Saturday, October 16, 2010

Is Java Already Obsolete?

One of the things that I noticed and hasn't seemed to be fixed with Java, is the relative slowness to Native apps that it displays when trying to run it on Windows -- even .NET doesn't seem to be quite as slow in some ways (it could be the native Widgets vs. Swing).

I started coding my data mining tool in C# vs. Java because I wanted something that had a great IDE, and was quick to run, and easy to use. I spent a lot of my working career doing a lot of Java, but I'm starting to think something is up, even though Java is STILL hugely popular:

Why would I say this when Java still has 30% of the marketshare for programming jobs or something like that?

How many client Java apps are popular? Why are client apps predominantly STILL coded in something other than Java? Slow / garbage collection / bugs / etc.

Which is why I almost freaked out when I found out that Oracle had bought Sun, because Java used to be one of my favorite technologies, and even though Oracle is still one of my favorite databases, its installer is a pain and is pretty slow because it uses (yes -- Java --) for the GUI.

But what is the clincher for using C# vs. Java on the GUI side for me right now? I can port my code over to Unix or Mac via MONO. I can run the C# on the web via MONO OR ASP (Microsoft or UNIX). And even with the ton of time that Java has been out, it STILL doesn't have the support on the commercial side in terms of components, etc., that Microsoft has with ActiveX/OCX/ASP components, etc. Even though probably most of these probably aren't supported on C# or MONO (sad), there's still a lot of .NET comps that are opensource -- a lot considering how new C# and .NET is compared with Java.

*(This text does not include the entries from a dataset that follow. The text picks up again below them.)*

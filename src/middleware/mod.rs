pub mod debug;
pub mod deprecate;
pub mod load;
pub mod stack;
pub mod trace;
pub mod use_key;

use std::collections::{HashMap, HashSet};
use std::sync::Arc;

use async_graphql::Value;
use futures_util::future::BoxFuture;
use tracing::{debug, error};

use crate::context::{FieldInfo, Scopes};
use crate::error::{BindError, ResolveError};
use crate::types::{DirectiveArgs, FieldMeta, ValueMapping};

pub use self::debug::DebugFactory;
pub use self::deprecate::{Deprecation, DeprecateFactory};
pub use self::load::LoadFactory;
pub use self::stack::{StackFactory, StackStep};
pub use self::trace::TraceFactory;
pub use self::use_key::UseFactory;

pub(crate) const LOG_TARGET: &str = "graphql_directives::middleware";

/// A field's effective resolver. Built once at schema-build time, invoked
/// per resolution with the four runtime scopes.
pub type ResolverFn =
    Arc<dyn Fn(Scopes) -> BoxFuture<'static, Result<Value, ResolveError>> + Send + Sync>;

/// Builds a [`ResolverFn`] from an async closure.
pub fn resolver_fn<F, Fut>(f: F) -> ResolverFn
where
    F: Fn(Scopes) -> Fut + Send + Sync + 'static,
    Fut: std::future::Future<Output = Result<Value, ResolveError>> + Send + 'static,
{
    Arc::new(move |scopes| Box::pin(f(scopes)))
}

/// A resolver transformation, the runtime form of one directive.
pub type WrapFn = Box<dyn Fn(ResolverFn) -> ResolverFn + Send + Sync>;

/// What binding one directive annotation produced: either a resolver
/// transformation or build-time-only field metadata.
pub enum BoundDirective {
    Middleware(WrapFn),
    Deprecation(Deprecation),
}

/// Build-time environment handed to factories, currently the names of the
/// registered loaders so load-style directives fail at construction instead
/// of at first resolution.
pub struct BindContext<'a> {
    pub loaders: &'a HashSet<String>,
}

/// Produces the bound form of a directive from its declared arguments.
/// Factories are plain values in a name-keyed registry; dispatch is by
/// directive name, not inheritance.
pub trait MiddlewareFactory: Send + Sync {
    fn bind(
        &self,
        args: &DirectiveArgs,
        field: &FieldMeta,
        env: &BindContext<'_>,
    ) -> Result<BoundDirective, BindError>;
}

/// Observer for the side-effecting middleware (debug, trace). Injected at
/// registry construction instead of writing to a process-wide sink.
pub trait ObservabilityHook: Send + Sync {
    fn field_resolving(&self, info: &FieldInfo, root: &Value, args: &ValueMapping);
    fn field_failed(&self, info: &FieldInfo, error: &ResolveError);
}

/// Default hook, emits `tracing` events.
#[derive(Debug, Default)]
pub struct TracingHook;

impl ObservabilityHook for TracingHook {
    fn field_resolving(&self, info: &FieldInfo, root: &Value, args: &ValueMapping) {
        debug!(
            target: LOG_TARGET,
            field = %info.path,
            root = %root,
            args = ?args,
            "Resolving field."
        );
    }

    fn field_failed(&self, info: &FieldInfo, error: &ResolveError) {
        error!(target: LOG_TARGET, field = %info.path, error = %error, "Field resolution failed.");
    }
}

/// Name-keyed registry of directive factories consulted by the binder. An
/// annotation whose name is not registered is fatal at schema construction.
pub struct DirectiveRegistry {
    factories: HashMap<String, Box<dyn MiddlewareFactory>>,
}

impl DirectiveRegistry {
    pub fn new() -> Self {
        Self { factories: HashMap::new() }
    }

    /// Registry preloaded with the argument-only directives: `deprecated`,
    /// `log`, `use` and `trace`. Load and stack directives carry
    /// construction-time state and are registered by the caller.
    pub fn with_defaults(hook: Arc<dyn ObservabilityHook>) -> Self {
        let mut registry = Self::new();
        registry.register("deprecated", Box::new(DeprecateFactory::default()));
        registry.register("log", Box::new(DebugFactory::new(hook.clone())));
        registry.register("use", Box::new(UseFactory));
        registry.register("trace", Box::new(TraceFactory::new(hook)));
        registry
    }

    pub fn register(&mut self, name: &str, factory: Box<dyn MiddlewareFactory>) {
        self.factories.insert(name.to_string(), factory);
    }

    pub fn get(&self, name: &str) -> Option<&dyn MiddlewareFactory> {
        self.factories.get(name).map(Box::as_ref)
    }
}

impl Default for DirectiveRegistry {
    fn default() -> Self {
        Self::new()
    }
}
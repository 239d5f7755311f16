use serde::{Deserialize, Serialize};

/// Environment variable overriding the server address.
pub const URL_ENV_VAR: &str = "TOSHI_URL";

#[derive(Debug, Clone, Deserialize, Serialize, PartialEq, Eq)]
pub struct ClientConfig {
    /// Base address of the search server
    #[serde(default = "default_url")]
    pub url: String,

    /// Ask for segment sizes when fetching index summaries
    #[serde(default = "default_include_sizes")]
    pub include_sizes: bool,
}

fn default_url() -> String {
    "http://localhost:8080".to_string()
}

fn default_include_sizes() -> bool {
    true
}

impl ClientConfig {
    pub fn load(path: &str) -> anyhow::Result<Self> {
        let contents = std::fs::read_to_string(path)?;
        let config: ClientConfig = serde_json::from_str(&contents)?;
        Ok(config)
    }

    /// Apply `TOSHI_URL` when it is set and non-empty.
    pub fn with_env_overrides(mut self) -> Self {
        if let Ok(url) = std::env::var(URL_ENV_VAR) {
            if !url.trim().is_empty() {
                tracing::debug!(%url, "server address taken from {}", URL_ENV_VAR);
                self.url = url;
            }
        }
        self
    }
}

impl Default for ClientConfig {
    fn default() -> Self {
        Self {
            url: default_url(),
            include_sizes: default_include_sizes(),
        }
    }
}

#[cfg(test)]
mod tests {
    use super::*;

    #[test]
    fn test_defaults_fill_missing_keys() {
        let config: ClientConfig = serde_json::from_str("{}").unwrap();
        assert_eq!(config, ClientConfig::default());

        let config: ClientConfig =
            serde_json::from_str(r#"{"url": "http://search:9000", "include_sizes": false}"#).unwrap();
        assert_eq!(config.url, "http://search:9000");
        assert!(!config.include_sizes);
    }

    #[test]
    fn test_load_missing_file_fails() {
        assert!(ClientConfig::load("./does-not-exist/toshi.json").is_err());
    }
}
use serde_json::{Map, Value};

use crate::query::Query;

/// Facet filter attached to a search request. Not a standalone query.
#[derive(Debug, Clone, PartialEq, Eq)]
pub struct FacetQuery {
    facet_name: String,
    facets: Vec<String>,
    field_name: Option<String>,
}

impl FacetQuery {
    /// Paths are normalized to start with `/`.
    pub fn new<P: AsRef<str>>(facet_name: impl Into<String>, facets: impl IntoIterator<Item = P>) -> Self {
        Self {
            facet_name: facet_name.into(),
            facets: facets.into_iter().map(|p| normalize_path(p.as_ref())).collect(),
            field_name: None,
        }
    }

    pub fn with_field_name(mut self, field_name: impl Into<String>) -> Self {
        self.field_name = Some(field_name.into());
        self
    }

    pub fn facet_name(&self) -> &str {
        &self.facet_name
    }

    pub fn facets(&self) -> &[String] {
        &self.facets
    }

    pub fn field_name(&self) -> Option<&str> {
        self.field_name.as_deref()
    }

    /// `{facet_name: [paths]}`
    pub fn to_json(&self) -> Value {
        let mut map = Map::new();
        map.insert(self.facet_name.clone(), Value::from(self.facets.clone()));
        Value::Object(map)
    }
}

fn normalize_path(path: &str) -> String {
    if path.starts_with('/') {
        path.to_string()
    } else {
        format!("/{}", path)
    }
}

/// Combine facet filters into one `facets` object. The first filter wins on a repeated name.
pub fn merge_facets(facets: &[FacetQuery]) -> Map<String, Value> {
    let mut merged = Map::new();
    for facet in facets {
        merged
            .entry(facet.facet_name.clone())
            .or_insert_with(|| Value::from(facet.facets.clone()));
    }
    merged
}

/// Body of a search request: the query document plus an optional `facets` key.
pub fn search_body(query: &Query, facets: Option<&[FacetQuery]>) -> Value {
    let mut body = query.to_json();
    if let (Some(facets), Value::Object(root)) = (facets, &mut body) {
        root.insert("facets".to_string(), Value::Object(merge_facets(facets)));
    }
    body
}

#[cfg(test)]
mod tests {
    use super::*;
    use crate::query::TermQuery;
    use serde_json::json;

    #[test]
    fn test_paths_are_normalized() {
        let facet = FacetQuery::new("test_facet", ["a/b", "/c"]);
        assert_eq!(facet.to_json(), json!({"test_facet": ["/a/b", "/c"]}));
    }

    #[test]
    fn test_field_name_is_not_serialized() {
        let facet = FacetQuery::new("test_facet", ["/a"]).with_field_name("test_facet");
        assert_eq!(facet.field_name(), Some("test_facet"));
        assert_eq!(facet.to_json(), json!({"test_facet": ["/a"]}));
    }

    #[test]
    fn test_merge_keeps_first_on_duplicates() {
        let merged = merge_facets(&[
            FacetQuery::new("genre", ["rock"]),
            FacetQuery::new("decade", ["90s"]),
            FacetQuery::new("genre", ["grunge"]),
        ]);

        assert_eq!(
            Value::Object(merged),
            json!({"genre": ["/rock"], "decade": ["/90s"]})
        );
    }

    #[test]
    fn test_search_body() {
        let query = Query::from(TermQuery::new("the", "lyrics").with_limit(2));

        assert_eq!(
            search_body(&query, None),
            json!({"query": {"term": {"lyrics": "the"}}, "limit": 2})
        );
        assert_eq!(
            search_body(&query, Some(&[FacetQuery::new("test_facet", ["a"])])),
            json!({
                "query": {"term": {"lyrics": "the"}},
                "limit": 2,
                "facets": {"test_facet": ["/a"]}
            })
        );
    }
}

Which makes me wonder with PHP / C# / ASP if Java's days aren't extremely vs. LAMP / ASP / Ruby / etc.

Saturday, October 2, 2010

Data Mining Tool II

C# is a lot like Visual Basic. I used to use VB back when I worked at O'Brien-Kreitzberg, and at other companies. I also used it for my own projects, like front-ends to test my genetic algorithms.

One of the things that I started to do is to use Datasets, data sources, and the data grid for my application. This is a lot different than in C++ or Java where people use classes to model. It's more like Entity-relationship modeling. There are keys -- primary keys, foreign keys, etc. Right now it's using XML schema, which is interesting as this is more standard than what they did before.


I've set it up and gotten the XML persistence of my dataset working. It's pretty easy to use. It was a lot easier to use than some other tools that I've used like Castor.


So far I like C# a lot. It's a lot like Java, but with .NET it has a lot of the features that I used to use with Visual Basic, so it's fairly easy to use.